In which ways the code below can be improved?

#ifndef TYPELIST_H
#define TYPELIST_H

#include <cstddef>

struct NullType;

template <typename Head, typename ... Tail>
struct TypeList
{
    using head = Head;
    using tail = typename TypeList<Tail...>;
};

template <typename Single>
struct TypeList <Single>
{
    using head = Single;
    using tail = NullType;
};

template <size_t index, typename typelist>
struct Extract
{
    using result = typename Extract<index - 1, typename typelist::tail>::result;
};

template <typename typelist>
struct Extract <0, typelist>
{
    using result = typename typelist::head;
};

#endif

I doubted about whether or not make NullType declaration only. In my opinion, leaving definition better says "don't use this" than empty definition.

I was thinking about SFINAE on out of range indexes, but thought the behavior will be surprising.

My another concern was creating objects of such classes. I couldn't figure out the way to restrict users from creating the objects. The only thing that came to mind is deleting all constructors, but it is strange, thus I decided to refrain from deleting constructors.

Example usage:

#include "typelist.h"
#include <typeinfo>
#include <iostream>

int main()
{
    using MyList = TypeList<int, char, bool>;
    using extracted = Extract<2, MyList>::result;

    std::cout << (typeid(extracted) == typeid(bool));
}
\$\endgroup\$
  • \$\begingroup\$ I deleted previous post because the code didn't compile on Ideone. I replaced it to avoid needless comments and deletion.
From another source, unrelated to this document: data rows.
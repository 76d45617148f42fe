//! Pair sampling, labeling, and split-file persistence.

use std::fs;
use std::io::{BufWriter, Write};
use std::path::Path;

use rand::Rng;
use rand::seq::SliceRandom;
use serde::{Deserialize, Serialize};

use crate::constants::splits::{LABEL_MATCH, LABEL_NON_MATCH, PAIR_SEPARATOR};
use crate::errors::PipelineError;
use crate::splits::SplitWindow;
use crate::types::{FlatLine, LineIndex};

/// Ground-truth label for one training pair.
#[derive(Clone, Copy, Debug, PartialEq, Eq, Serialize, Deserialize)]
pub enum PairLabel {
    /// The candidate line derives from the same source record.
    Match,
    /// The candidate line derives from a different source record.
    NonMatch,
}

impl PairLabel {
    /// Wire form written to split files.
    pub fn as_str(self) -> &'static str {
        match self {
            PairLabel::Match => LABEL_MATCH,
            PairLabel::NonMatch => LABEL_NON_MATCH,
        }
    }
}

/// One labeled example: an original line, a candidate line, and whether
/// they describe the same source record. Never mutated after creation.
#[derive(Clone, Debug, PartialEq, Eq)]
pub struct LabeledPair {
    /// The untransformed corpus line.
    pub original: FlatLine,
    /// The transformed line paired against it.
    pub candidate: FlatLine,
    /// Ground-truth match indicator.
    pub label: PairLabel,
}

/// Build the labeled pairs for one split window.
///
/// Indices in the first half of the window (below the midpoint) pair with
/// the transformed line at the same index, which the corpus builder
/// guarantees derives from the same source record. Indices in the second
/// half pair with a uniformly random other transformed line. Indexing past
/// either corpus is an error, so a line-count mismatch between the two
/// corpora surfaces here instead of polluting labels.
pub fn sample_window_pairs<R: Rng + ?Sized>(
    originals: &[FlatLine],
    transformed: &[FlatLine],
    window: SplitWindow,
    rng: &mut R,
) -> Result<Vec<LabeledPair>, PipelineError> {
    let total = originals.len();
    let midpoint = window.midpoint();
    let mut pairs = Vec::with_capacity(window.len());
    for idx in window.start..window.end {
        let original = line_at(originals, idx)?.clone();
        let (candidate_idx, label) = if idx < midpoint {
            (idx, PairLabel::Match)
        } else {
            (random_index_except(idx, total, rng)?, PairLabel::NonMatch)
        };
        let candidate = line_at(transformed, candidate_idx)?.clone();
        pairs.push(LabeledPair {
            original,
            candidate,
            label,
        });
    }
    Ok(pairs)
}

fn line_at(lines: &[FlatLine], index: LineIndex) -> Result<&FlatLine, PipelineError> {
    lines.get(index).ok_or(PipelineError::LineOutOfRange {
        index,
        total: lines.len(),
    })
}

/// Uniform index in `[0, total)` other than `excluded`, by rejection
/// sampling. Needs at least two lines to terminate.
fn random_index_except<R: Rng + ?Sized>(
    excluded: LineIndex,
    total: usize,
    rng: &mut R,
) -> Result<LineIndex, PipelineError> {
    if total < 2 {
        return Err(PipelineError::Pairing(format!(
            "cannot sample a non-match candidate from a corpus of {total} lines"
        )));
    }
    loop {
        let candidate = rng.random_range(0..total);
        if candidate != excluded {
            return Ok(candidate);
        }
    }
}

/// Write pairs as `original<TAB>candidate<TAB>label` lines.
pub fn write_pairs(path: &Path, pairs: &[LabeledPair]) -> Result<(), PipelineError> {
    let mut out = BufWriter::new(fs::File::create(path)?);
    for pair in pairs {
        writeln!(
            out,
            "{}{PAIR_SEPARATOR}{}{PAIR_SEPARATOR}{}",
            pair.original,
            pair.candidate,
            pair.label.as_str()
        )?;
    }
    out.flush()?;
    Ok(())
}

/// Shuffle a split file's lines in place: whole-file read, in-memory
/// shuffle, full rewrite. The multiset of lines is preserved.
pub fn shuffle_file_lines<R: Rng + ?Sized>(path: &Path, rng: &mut R) -> Result<(), PipelineError> {
    let content = fs::read_to_string(path)?;
    let mut lines: Vec<&str> = content.lines().collect();
    lines.shuffle(rng);
    let mut out = BufWriter::new(fs::File::create(path)?);
    for line in &lines {
        writeln!(out, "{line}")?;
    }
    out.flush()?;
    Ok(())
}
I hope this one is standard conformant. \$\endgroup\$ – Incomputable May 9 '16 at 18:10
3
\$\begingroup\$

Naming

Templates depend on a consistent naming scheme for static polymorphism.

We can observe such consistent naming throughout the type traits offered by the standard library (from std::aligned_storage to std::add_pointer); the two most common names being:

  • A type alias member when the type trait produces a type result.
  • A value static data member to represent constexpr values.

This means that naming your extracted type alias as result is non-standard and breaks with any templates that assume the same naming convention from the standard library.

What is a type list?

There doesn't seem to be a specific purpose for having a type list that is defined in terms of a head and tail when variadic templates can easily represent what a type list is. Thus, we can simply define a type list as:

template <class... Types>
class type_list {};

What is extracting from a type list?

We can define a more general extraction template to extract from a variadic template.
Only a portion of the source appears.